━━━ SOURCE MATERIAL ━━━

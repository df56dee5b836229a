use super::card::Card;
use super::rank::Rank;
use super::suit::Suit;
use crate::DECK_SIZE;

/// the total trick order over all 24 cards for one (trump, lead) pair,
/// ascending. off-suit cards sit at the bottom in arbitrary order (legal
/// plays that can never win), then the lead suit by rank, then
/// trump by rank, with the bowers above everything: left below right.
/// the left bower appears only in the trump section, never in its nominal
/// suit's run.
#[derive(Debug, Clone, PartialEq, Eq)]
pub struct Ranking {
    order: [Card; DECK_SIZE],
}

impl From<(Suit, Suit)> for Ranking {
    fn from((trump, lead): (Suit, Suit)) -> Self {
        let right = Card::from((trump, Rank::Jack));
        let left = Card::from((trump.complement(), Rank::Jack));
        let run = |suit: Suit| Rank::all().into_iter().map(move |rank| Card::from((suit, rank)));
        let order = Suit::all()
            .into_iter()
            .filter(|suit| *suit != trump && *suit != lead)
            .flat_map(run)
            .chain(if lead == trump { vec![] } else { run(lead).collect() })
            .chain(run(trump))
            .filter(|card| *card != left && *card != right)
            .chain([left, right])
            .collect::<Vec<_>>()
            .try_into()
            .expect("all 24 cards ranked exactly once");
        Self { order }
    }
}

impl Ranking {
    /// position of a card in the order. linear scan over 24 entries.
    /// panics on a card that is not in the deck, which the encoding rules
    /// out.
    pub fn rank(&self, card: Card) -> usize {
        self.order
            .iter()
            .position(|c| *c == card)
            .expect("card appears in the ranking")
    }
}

━━━

## TASK TO COMPLETE
Copy out the whole listing exactly.

## EXERCISE RESULT
repository df56dee5b836229a
use super::card::Card;
use super::rank::Rank;
use super::suit::Suit;
use crate::DECK_SIZE;

/// the total trick order over all 24 cards for one (trump, lead) pair,
/// ascending. off-suit cards sit at the bottom in arbitrary order (legal
/// plays that can never win), then the lead suit by rank, then
/// trump by rank, with the bowers above everything: left below right.
/// the left bower appears only in the trump section, never in its nominal
/// suit's run.
#[derive(Debug, Clone, PartialEq, Eq)]
pub struct Ranking {
    order: [Card; DECK_SIZE],
}

impl From<(Suit, Suit)> for Ranking {
    fn from((trump, lead): (Suit, Suit)) -> Self {
        let right = Card::from((trump, Rank::Jack));
        let left = Card::from((trump.complement(), Rank::Jack));
        let run = |suit: Suit| Rank::all().into_iter().map(move |rank| Card::from((suit, rank)));
        let order = Suit::all()
            .into_iter()
            .filter(|suit| *suit != trump && *suit != lead)
            .flat_map(run)
            .chain(if lead == trump { vec![] } else { run(lead).collect() })
            .chain(run(trump))
            .filter(|card| *card != left && *card != right)
            .chain([left, right])
            .collect::<Vec<_>>()
            .try_into()
            .expect("all 24 cards ranked exactly once");
        Self { order }
    }
}

impl Ranking {
    /// position of a card in the order. linear scan over 24 entries.
    /// panics on a card that is not in the deck, which the encoding rules
    /// out.
    pub fn rank(&self, card: Card) -> usize {
        self.order
            .iter()
            .position(|c| *c == card)
            .expect("card appears in the ranking")
    }
}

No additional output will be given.